One of the things I promised myself - and others - at the last writing retreat I attended was that I'd start submitting my manuscript to agents and test the waters. So far I have managed one submission a week and got one rejection so far. But I am asking myself some deep questions. And I thought I'd share them here.
Do I really want to be traditionally published?
Well, the fact that I'm sending off my queries to agents would suggest that I do. I have fantasies about wandering into bookshops and seeing my book on the shelf. Not on the best sellers shelf, just quietly on one of the shelves. I pick up a copy, stroke the spine and stare at my name on the cover. Pride swells in my chest and I wipe away a tear - well this is a fantasy... So I think having a physical book on sale in a shop is the ultimate goal for me.
What if I can't get it published?
Being realistic I know that getting representation is tough and getting a publishing deal is almost tougher. So with my practical hat on I know that I may have to pursue other ways of getting the story out into the world. And here I think I'm open to the world of self publishing. I also know that the burden of publicity weighs heavily on a self published author but I think I'm ok with that. So as one door closes, who knows what opens.
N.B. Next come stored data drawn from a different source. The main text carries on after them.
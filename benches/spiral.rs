// Copyright 2026 the Spiral3d Authors
// SPDX-License-Identifier: Apache-2.0 OR MIT

//! Benchmarks of spiral evaluation and cache refresh.

use std::hint::black_box;

use criterion::{criterion_group, criterion_main, BenchmarkId, Criterion};
use nalgebra::Vector3;
use spiral3d::{
    AngleSweep, CurvePrimitive, Polyline, Segment1d, SpiralType, StrokeOptions, Transform3,
    TransitionSpiral,
};

fn spiral(spiral_type: SpiralType, active: Segment1d) -> TransitionSpiral {
    TransitionSpiral::from_radius_radius_bearing_bearing(
        Some(spiral_type.name()),
        Segment1d::new(0.0, 250.0),
        AngleSweep::from_start_end_degrees(15.0, 40.0),
        active,
        Transform3::rotate_z(0.3).then_translate(Vector3::new(1000.0, 2000.0, 50.0)),
    )
    .unwrap()
}

fn bench_fraction_to_point(c: &mut Criterion) {
    let mut group = c.benchmark_group("fraction_to_point");
    for spiral_type in SpiralType::ALL {
        let curve = spiral(spiral_type, Segment1d::UNIT);
        group.bench_with_input(BenchmarkId::from_parameter(spiral_type), &curve, |b, curve| {
            b.iter(|| curve.fraction_to_point(black_box(0.6180339887)));
        });
    }
    group.finish();
}

fn bench_derivatives(c: &mut Criterion) {
    let curve = spiral(SpiralType::Clothoid, Segment1d::new(0.2, 0.9));
    c.bench_function("fraction_to_point_and_2_derivatives", |b| {
        b.iter(|| curve.fraction_to_point_and_2_derivatives(black_box(0.37)));
    });
    c.bench_function("fraction_to_frenet_frame", |b| {
        b.iter(|| curve.fraction_to_frenet_frame(black_box(0.37)));
    });
}

fn bench_refresh(c: &mut Criterion) {
    let curve = spiral(SpiralType::Bloss, Segment1d::new(0.1, 0.8));
    c.bench_function("reverse_in_place", |b| {
        let mut curve = curve.clone();
        b.iter(|| curve.reverse_in_place());
    });
    let transform = Transform3::rotate_z(0.01);
    c.bench_function("try_transform_in_place", |b| {
        let mut curve = curve.clone();
        b.iter(|| curve.try_transform_in_place(black_box(&transform)));
    });
}

fn bench_strokes(c: &mut Criterion) {
    let curve = spiral(SpiralType::Sine, Segment1d::UNIT);
    let options = StrokeOptions::default().with_chord_tol(0.001);
    c.bench_function("emit_strokes_chord_tol", |b| {
        b.iter(|| {
            let mut strokes = Polyline::new();
            curve.emit_strokes(&mut strokes, Some(black_box(&options)));
            strokes
        });
    });
}

criterion_group!(
    benches,
    bench_fraction_to_point,
    bench_derivatives,
    bench_refresh,
    bench_strokes
);
criterion_main!(benches);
Why is it important that my stories get out into the world?
I think everyone who writes does so for an audience other than themselves. The goal is to share what you have written, to let others enjoy your stories. And here I fall down because I promised that I would share some of my work via a podcast and I confess that I have done nothing to make that happen. So maybe that is a way I can share some of my work, maybe I need to be more focused next year and make it happen ...
So that is where I am as I send my letters and samples out into the world, wondering what I am doing it all for and crossing my fingers for positive reactions.
So proud of you for doing this. It's brave and scary and I hope to be following you in the next few months. I wish you all the luck and positivity going. Hugs xx
ReplyDeleteIt certainly is scary but I think it's an area I need to explore before looking at self publishing.